In today’s retail space, things are moving quickly. Technological advancements and changing consumer tastes and education, especially, are changing the landscape for retailers. Digital disruption is driving a large change in retail, with smarter tools making consumers increasingly savvy and social media shifting how and what they learn about a given product. They are also making more of their purchasing decisions spontaneously based on their current mood rather than weighing these decisions more heavily over a longer period of time. Demand is growing for unique, healthy, sustainable and global products; these trends, along with the lowering of barriers to entry, are opening the door for locally created brands. Retailers need to stay ahead of trends or risk falling behind; to thrive in this environment.

Multinational companies have to play — and win — both locally and globally. So, how can global retailers both respond to changing consumer demands and take advantage of their scale in production and distribution?

Finding solutions to this challenge was among the topics tackled during this year’s Consumer Goods Forum Global Summit in Berlin. Leaders from global brands such as L’Oréal, Mars and Google offered perspectives on what’s to come for the consumer goods sector and how companies can succeed in multiple markets.
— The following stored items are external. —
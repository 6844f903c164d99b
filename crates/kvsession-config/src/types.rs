//! Configuration types mapping to the TOML schema.
//!
//! ```toml
//! [redis]       # cache connection and liveness probe
//! [session]     # TTL and key prefix
//! [logging]     # level and output format
//! ```

use serde::{Deserialize, Serialize};

// ─────────────────────────────────────────────────────────────────────────────
// Top-level Config
// ─────────────────────────────────────────────────────────────────────────────

/// Root configuration structure.
///
/// All sections are optional so partial configs (e.g. a project-local file
/// that only overrides `[redis]`) can be loaded and merged.
#[derive(Debug, Clone, Default, PartialEq, Serialize, Deserialize)]
#[serde(default)]
pub struct KvSessionConfig {
    /// Cache connection configuration.
    pub redis: Option<RedisConfig>,

    /// Session behavior configuration.
    pub session: Option<SessionConfig>,

    /// Log output configuration.
    pub logging: Option<LoggingConfig>,
}

impl KvSessionConfig {
    /// Create an empty config.
    pub fn new() -> Self {
        Self::default()
    }

    /// Parse from a TOML string.
    pub fn from_toml(toml_str: &str) -> crate::Result<Self> {
        Ok(toml::from_str(toml_str)?)
    }

    /// Serialize to a TOML string.
    pub fn to_toml(&self) -> crate::Result<String> {
        Ok(toml::to_string_pretty(self)?)
    }

    /// Merge another config on top of this one (other takes priority).
    ///
    /// Sections are replaced whole, not field by field.
    pub fn merge(&mut self, other: KvSessionConfig) {
        if other.redis.is_some() {
            self.redis = other.redis;
        }

        if other.session.is_some() {
            self.session = other.session;
        }

        if other.logging.is_some() {
            self.logging = other.logging;
        }
    }

    /// The `[redis]` section, or defaults.
    pub fn redis(&self) -> RedisConfig {
        self.redis.clone().unwrap_or_default()
    }

    /// The `[session]` section, or defaults.
    pub fn session(&self) -> SessionConfig {
        self.session.clone().unwrap_or_default()
    }

    /// The `[logging]` section, or defaults.
    pub fn logging(&self) -> LoggingConfig {
        self.logging.clone().unwrap_or_default()
    }
}

// ─────────────────────────────────────────────────────────────────────────────
// Redis Configuration
// ─────────────────────────────────────────────────────────────────────────────

/// Cache connection configuration.
///
/// ```toml
/// [redis]
/// address = "127.0.0.1:6379"
/// db = 0
/// probe_interval_secs = 5
/// ```
#[derive(Debug, Clone, PartialEq, Serialize, Deserialize)]
#[serde(default)]
pub struct RedisConfig {
    /// `host:port` or a `redis://` URL.
    pub address: String,
    /// Access credential. Prefer the `KVSESSION_REDIS_PASSWORD` env var.
    #[serde(skip_serializing_if = "Option::is_none")]
    pub password: Option<String>,
    /// Logical database index.
    pub db: i64,
    /// Seconds between two liveness probes.
    pub probe_interval_secs: u64,
}

impl Default for RedisConfig {
    fn default() -> Self {
        Self {
            address: "127.0.0.1:6379".to_string(),
            password: None,
            db: 0,
            probe_interval_secs: 5,
        }
    }
}

impl RedisConfig {
    /// Whether a non-empty password is stored in the config file itself.
    pub fn has_plaintext_password(&self) -> bool {
        self.password.as_deref().is_some_and(|p| !p.is_empty())
    }
}

// ─────────────────────────────────────────────────────────────────────────────
// Session Configuration
// ─────────────────────────────────────────────────────────────────────────────

/// Session behavior configuration.
///
/// ```toml
/// [session]
/// ttl_secs = 86400
/// key_prefix = ""
/// ```
#[derive(Debug, Clone, PartialEq, Serialize, Deserialize)]
#[serde(default)]
pub struct SessionConfig {
    /// Lifetime of a session from creation, in seconds.
    pub ttl_secs: u64,
    /// Namespace prepended to session ids in the cache.
    pub key_prefix: String,
}

impl Default for SessionConfig {
    fn default() -> Self {
        Self {
            ttl_secs: 24 * 60 * 60,
            key_prefix: String::new(),
        }
    }
}

// ─────────────────────────────────────────────────────────────────────────────
// Logging Configuration
// ─────────────────────────────────────────────────────────────────────────────

/// Log output format.
#[derive(Debug, Clone, Copy, Default, PartialEq, Eq, Serialize, Deserialize)]
#[serde(rename_all = "lowercase")]
pub enum LogFormat {
    /// Human-readable lines.
    #[default]
    Pretty,
    /// One JSON object per event.
    Json,
}

/// Log output configuration.
///
/// ```toml
/// [logging]
/// level = "info"
/// format = "json"
/// ```
#[derive(Debug, Clone, PartialEq, Serialize, Deserialize)]
#[serde(default)]
pub struct LoggingConfig {
    /// Default level for kvsession crates when `RUST_LOG` is unset.
    pub level: String,
    /// Output format.
    pub format: LogFormat,
}

impl Default for LoggingConfig {
    fn default() -> Self {
        Self {
            level: "info".to_string(),
            format: LogFormat::Pretty,
        }
    }
}

// ─────────────────────────────────────────────────────────────────────────────
// Tests
// ─────────────────────────────────────────────────────────────────────────────

#[cfg(test)]
mod tests {
    use super::*;

    #[test]
    fn test_empty_config() {
        let config = KvSessionConfig::new();
        assert!(config.redis.is_none());
        assert!(config.session.is_none());
        assert!(config.logging.is_none());
        assert_eq!(config.redis().address, "127.0.0.1:6379");
        assert_eq!(config.session().ttl_secs, 86_400);
    }

    #[test]
    fn test_parse_full() {
        let toml = r#"
[redis]
address = "cache.internal:6380"
password = "secret"
db = 3
probe_interval_secs = 10

[session]
ttl_secs = 3600
key_prefix = "sess:"

[logging]
level = "debug"
format = "json"
"#;
        let config = KvSessionConfig::from_toml(toml).unwrap();

        let redis = config.redis();
        assert_eq!(redis.address, "cache.internal:6380");
        assert_eq!(redis.password.as_deref(), Some("secret"));
        assert_eq!(redis.db, 3);
        assert_eq!(redis.probe_interval_secs, 10);

        let session = config.session();
        assert_eq!(session.ttl_secs, 3600);
        assert_eq!(session.key_prefix, "sess:");

        let logging = config.logging();
        assert_eq!(logging.level, "debug");
        assert_eq!(logging.format, LogFormat::Json);
    }

    #[test]
    fn test_partial_section_uses_field_defaults() {
        let toml = r#"
[redis]
db = 2
"#;
        let config = KvSessionConfig::from_toml(toml).unwrap();
        let redis = config.redis();
        assert_eq!(redis.db, 2);
        assert_eq!(redis.address, "127.0.0.1:6379");
        assert_eq!(redis.probe_interval_secs, 5);
    }

    #[test]
    fn test_merge_replaces_sections() {
        let mut base = KvSessionConfig::from_toml(
            r#"
[redis]
address = "base:6379"

[session]
ttl_secs = 60
"#,
        )
        .unwrap();
        let overlay = KvSessionConfig::from_toml(
            r#"
[redis]
address = "overlay:6379"
"#,
        )
        .unwrap();

        base.merge(overlay);

        assert_eq!(base.redis().address, "overlay:6379");
        assert_eq!(base.session().ttl_secs, 60);
    }

    #[test]
    fn test_toml_roundtrip_omits_missing_password() {
        let mut config = KvSessionConfig::new();
        config.redis = Some(RedisConfig::default());

        let rendered = config.to_toml().unwrap();
        assert!(!rendered.contains("password"));
        assert_eq!(KvSessionConfig::from_toml(&rendered).unwrap(), config);
    }

    #[test]
    fn test_plaintext_password_detection() {
        let mut redis = RedisConfig::default();
        assert!(!redis.has_plaintext_password());
        redis.password = Some(String::new());
        assert!(!redis.has_plaintext_password());
        redis.password = Some("secret".to_string());
        assert!(redis.has_plaintext_password());
    }

    #[test]
    fn test_unknown_log_format_rejected() {
        let toml = r#"
[logging]
format = "xml"
"#;
        assert!(KvSessionConfig::from_toml(toml).is_err());
    }
}
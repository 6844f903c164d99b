//! Cache credential resolution.
//!
//! Resolution order:
//! 1. Environment variable (`KVSESSION_REDIS_PASSWORD`)
//! 2. Config file (with warning at load time)

/// Environment variable holding the cache password.
pub const PASSWORD_ENV: &str = "KVSESSION_REDIS_PASSWORD";

/// Result of credential resolution with provenance.
#[derive(Debug, Clone, PartialEq, Eq)]
pub struct ResolvedSecret {
    /// The secret value.
    pub value: String,
    /// Where the secret was found.
    pub source: SecretSource,
}

/// Where a secret was resolved from.
#[derive(Debug, Clone, PartialEq, Eq)]
pub enum SecretSource {
    /// Environment variable.
    EnvVar(String),
    /// Config file (plaintext, not recommended).
    ConfigFile,
}

impl std::fmt::Display for SecretSource {
    fn fmt(&self, f: &mut std::fmt::Formatter<'_>) -> std::fmt::Result {
        match self {
            SecretSource::EnvVar(var) => write!(f, "env var {}", var),
            SecretSource::ConfigFile => write!(f, "config file (plaintext)"),
        }
    }
}

/// Resolve the cache password from the process environment, then the config.
pub fn resolve_password(config_value: Option<&str>) -> Option<ResolvedSecret> {
    resolve_password_with(|var| std::env::var(var).ok(), config_value)
}

/// Resolve the cache password using `lookup` for environment access.
///
/// Empty values count as unset at every step.
pub fn resolve_password_with<F>(lookup: F, config_value: Option<&str>) -> Option<ResolvedSecret>
where
    F: Fn(&str) -> Option<String>,
{
    if let Some(value) = lookup(PASSWORD_ENV)
        && !value.is_empty()
    {
        return Some(ResolvedSecret {
            value,
            source: SecretSource::EnvVar(PASSWORD_ENV.to_string()),
        });
    }

    config_value
        .filter(|v| !v.is_empty())
        .map(|v| ResolvedSecret {
            value: v.to_string(),
            source: SecretSource::ConfigFile,
        })
}
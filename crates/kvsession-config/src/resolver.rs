//! Turns a loaded config into session store parameters.

use std::time::Duration;

use kvsession_store::{ConnectionParams, MAX_SESSION_TTL, StoreConfig};

use crate::secrets::{ResolvedSecret, SecretSource, resolve_password, resolve_password_with};
use crate::{ConfigError, KvSessionConfig, Result};

/// Everything needed to build a session store.
#[derive(Debug, Clone)]
pub struct ResolvedStore {
    /// How to reach the cache.
    pub params: ConnectionParams,
    /// Store behavior.
    pub store: StoreConfig,
    /// Where the password came from, if one was resolved.
    pub password_source: Option<SecretSource>,
}

/// Resolve store parameters, reading the password from the environment first.
pub fn resolve(config: &KvSessionConfig) -> Result<ResolvedStore> {
    let secret = resolve_password(config.redis().password.as_deref());
    build(config, secret)
}

/// Resolve store parameters with an explicit environment lookup.
pub fn resolve_with<F>(config: &KvSessionConfig, lookup: F) -> Result<ResolvedStore>
where
    F: Fn(&str) -> Option<String>,
{
    let secret = resolve_password_with(lookup, config.redis().password.as_deref());
    build(config, secret)
}

fn build(
    config: &KvSessionConfig,
    secret: Option<ResolvedSecret>,
) -> Result<ResolvedStore> {
    let redis = config.redis();
    let session = config.session();

    if redis.address.trim().is_empty() {
        return Err(ConfigError::MissingField {
            field: "address".to_string(),
            context: "[redis]".to_string(),
        });
    }
    if redis.probe_interval_secs == 0 {
        return Err(ConfigError::InvalidValue {
            field: "redis.probe_interval_secs".to_string(),
            reason: "must be at least 1".to_string(),
        });
    }
    if session.ttl_secs == 0 {
        return Err(ConfigError::InvalidValue {
            field: "session.ttl_secs".to_string(),
            reason: "must be at least 1".to_string(),
        });
    }
    if session.ttl_secs > MAX_SESSION_TTL.as_secs() {
        return Err(ConfigError::InvalidValue {
            field: "session.ttl_secs".to_string(),
            reason: format!("must not exceed {}", MAX_SESSION_TTL.as_secs()),
        });
    }

    let mut params = ConnectionParams::new(redis.address.trim()).with_db(redis.db);
    let password_source = secret.map(|secret| {
        params.password = Some(secret.value);
        secret.source
    });

    let store = StoreConfig::new()
        .with_session_ttl(Duration::from_secs(session.ttl_secs))
        .with_probe_interval(Duration::from_secs(redis.probe_interval_secs))
        .with_key_prefix(session.key_prefix);

    Ok(ResolvedStore {
        params,
        store,
        password_source,
    })
}
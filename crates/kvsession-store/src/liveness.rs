//! Background liveness probe.
//!
//! Pings the cache, records the outcome in the shared [`Connectivity`] and
//! sleeps for the configured interval, until cancelled.

use std::sync::Arc;
use std::time::Duration;

use tokio::task::JoinHandle;
use tokio_util::sync::CancellationToken;
use tracing::{debug, info, warn};

use crate::backend::KvBackend;
use crate::connectivity::Connectivity;

/// Spawn the probe loop.
///
/// Probe failures only update the flag; the loop itself never stops on error.
/// It exits when `cancel` fires, including while a ping is in flight.
pub(crate) fn spawn_probe_task<B: KvBackend>(
    backend: Arc<B>,
    connectivity: Arc<Connectivity>,
    interval: Duration,
    cancel: CancellationToken,
) -> JoinHandle<()> {
    tokio::spawn(async move {
        loop {
            let outcome = tokio::select! {
                _ = cancel.cancelled() => break,
                outcome = backend.ping() => outcome,
            };

            let ok = outcome.is_ok();
            let was_connected = connectivity.record_probe(ok);

            match (was_connected, outcome) {
                (true, Err(e)) => warn!(error = %e, "Session cache became unreachable"),
                (false, Ok(())) => info!("Session cache reachable again"),
                (false, Err(e)) => debug!(error = %e, "Session cache still unreachable"),
                (true, Ok(())) => {}
            }

            tokio::select! {
                _ = cancel.cancelled() => break,
                _ = tokio::time::sleep(interval) => {}
            }
        }

        debug!("Liveness probe stopped");
    })
}
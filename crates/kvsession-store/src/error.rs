//! Error types for session store operations.

/// Error type for session store operations.
#[derive(Debug, thiserror::Error)]
pub enum Error {
    /// The initial connection or liveness probe failed.
    #[error("Cache connection failed: {0}")]
    Connect(String),

    /// Session key is not present in the cache.
    #[error("Session not found: {0}")]
    NotFound(String),

    /// Command failed against the Redis backend.
    #[error("Redis error: {0}")]
    Redis(#[from] redis::RedisError),

    /// Command failed against a non-Redis backend.
    #[error("Backend error: {0}")]
    Backend(String),

    /// Store configuration is unusable.
    #[error("Invalid store configuration: {0}")]
    InvalidConfig(String),
}

/// Result type for session store operations.
pub type Result<T> = std::result::Result<T, Error>;
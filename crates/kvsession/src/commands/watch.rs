//! Watch command - follows the liveness probe and prints connectivity changes.

use std::time::Duration;

use anyhow::Result;
use clap::Args;
use kvsession_store::{ConnectivityStatus, KvBackend, SessionStore};
use serde::Serialize;
use tracing::info;

use super::Context;

/// How often the watcher samples the connectivity flag.
const SAMPLE_INTERVAL: Duration = Duration::from_millis(250);

/// Arguments for the watch command.
#[derive(Args, Debug)]
pub struct WatchArgs {
    /// Stop after this many seconds instead of waiting for Ctrl-C
    #[arg(long)]
    pub for_secs: Option<u64>,
}

#[derive(Debug, Serialize)]
struct TransitionOutput {
    connected: bool,
    consecutive_failures: u32,
    last_probe: Option<String>,
}

impl From<ConnectivityStatus> for TransitionOutput {
    fn from(status: ConnectivityStatus) -> Self {
        Self {
            connected: status.connected,
            consecutive_failures: status.consecutive_failures,
            last_probe: status.last_probe.map(|ts| ts.to_rfc3339()),
        }
    }
}

/// Run the watch command.
pub async fn run<B: KvBackend>(
    args: WatchArgs,
    store: &SessionStore<B>,
    ctx: &Context,
) -> Result<()> {
    let deadline = async {
        match args.for_secs {
            Some(secs) => tokio::time::sleep(Duration::from_secs(secs)).await,
            None => std::future::pending::<()>().await,
        }
    };
    tokio::pin!(deadline);

    let mut ticker = tokio::time::interval(SAMPLE_INTERVAL);
    let mut last: Option<bool> = None;

    info!(address = %ctx.address, "Watching session cache connectivity");

    loop {
        tokio::select! {
            _ = tokio::signal::ctrl_c() => break,
            _ = &mut deadline => break,
            _ = ticker.tick() => {
                let status = store.status();
                if last != Some(status.connected) {
                    last = Some(status.connected);
                    print_transition(status, ctx)?;
                }
            }
        }
    }

    Ok(())
}

fn print_transition(status: ConnectivityStatus, ctx: &Context) -> Result<()> {
    if ctx.json_output {
        let output = TransitionOutput::from(status);
        println!("{}", serde_json::to_string(&output)?);
    } else {
        let now = chrono::Utc::now().format("%H:%M:%S");
        let state = if status.connected {
            "connected"
        } else {
            "unreachable"
        };
        println!("{} {} {}", now, ctx.address, state);
    }
    Ok(())
}
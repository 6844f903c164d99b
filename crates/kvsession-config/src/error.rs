//! Configuration error types.

/// Result type alias for config operations.
pub type Result<T> = std::result::Result<T, ConfigError>;

/// Errors that can occur during configuration loading and resolution.
#[derive(Debug, thiserror::Error)]
pub enum ConfigError {
    /// Failed to read a config file.
    #[error("failed to read config file '{path}': {source}")]
    ReadFile {
        path: String,
        source: std::io::Error,
    },

    /// Failed to parse TOML.
    #[error("failed to parse config: {0}")]
    Parse(#[from] toml::de::Error),

    /// Failed to serialize config.
    #[error("failed to serialize config: {0}")]
    Serialize(#[from] toml::ser::Error),

    /// Missing required field.
    #[error("missing required field '{field}' in {context}")]
    MissingField { field: String, context: String },

    /// A field holds a value the store cannot use.
    #[error("invalid value for '{field}': {reason}")]
    InvalidValue { field: String, reason: String },
}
We at Spencer Stuart are focused on the leadership, cultural and organizational imperatives of competing in the current retail landscape. We think that companies able to win globally and locally will do the following.

Build agile, culturally aware leadership teams

A new leadership profile is emerging for consumer goods companies, one that emphasizes diversity, broad business and functional experience, agile thinking and cultural sensitivity. For innovation to emerge from anywhere around the world, companies need executives across the organization to think more entrepreneurially and in a more networked way than ever before, with the ability to connect the dots and think quickly. To promote innovation within the organization, leaders should keep an open mind at all times, be ahead of the curve and often question their processes. They also need to be culturally agile, with an openness and curiosity to global initiatives, experience with various markets, an adventurous spirit that promotes responsible risk taking, self-awareness and broad cultural knowledge.

Create a culture that encourages idea sharing and breaks down “NIH” mentality

A challenge for many companies trying to find and broadly leverage great local ideas is overcoming the “not invented here” syndrome that keeps people from sharing what they’ve learned or using good ideas from elsewhere in the organization. To combat this, it’s important for leaders to encourage idea-sharing among their team, as well as create a culture that promotes teamwork and results above all. Teams that come together to share best practices or swap local ideas that have worked in the past, are more likely to surface and leverage the best ideas from around the organization.

Establish a structure that streamlines decision-making and brings voices from local markets

Consumer companies that win will move to organizational models that enable them to increase consumer intimacy and the speed of decision-making. One model is to identify trend-leading markets to drive innovation in specific categories and co-locate multi-discipline teams that are focused and empowered to develop winning products and marketing initiatives that can be leveraged in other markets. Another approach is to ensure that global teams better represent local markets, perhaps by bringing more local-market experts into corporate teams.

Increase investment in local-market talent and training

As global companies organize to leverage their scale, they build up capabilities in regional or global hubs. But to improve their ability to compete locally and leverage the best ideas from around the world, companies need to have strong business leadership and functional capabilities at the local level. This means hiring local leaders with the capacity to grow into regional and global roles, and providing ongoing training to local teams so that both markets thrive.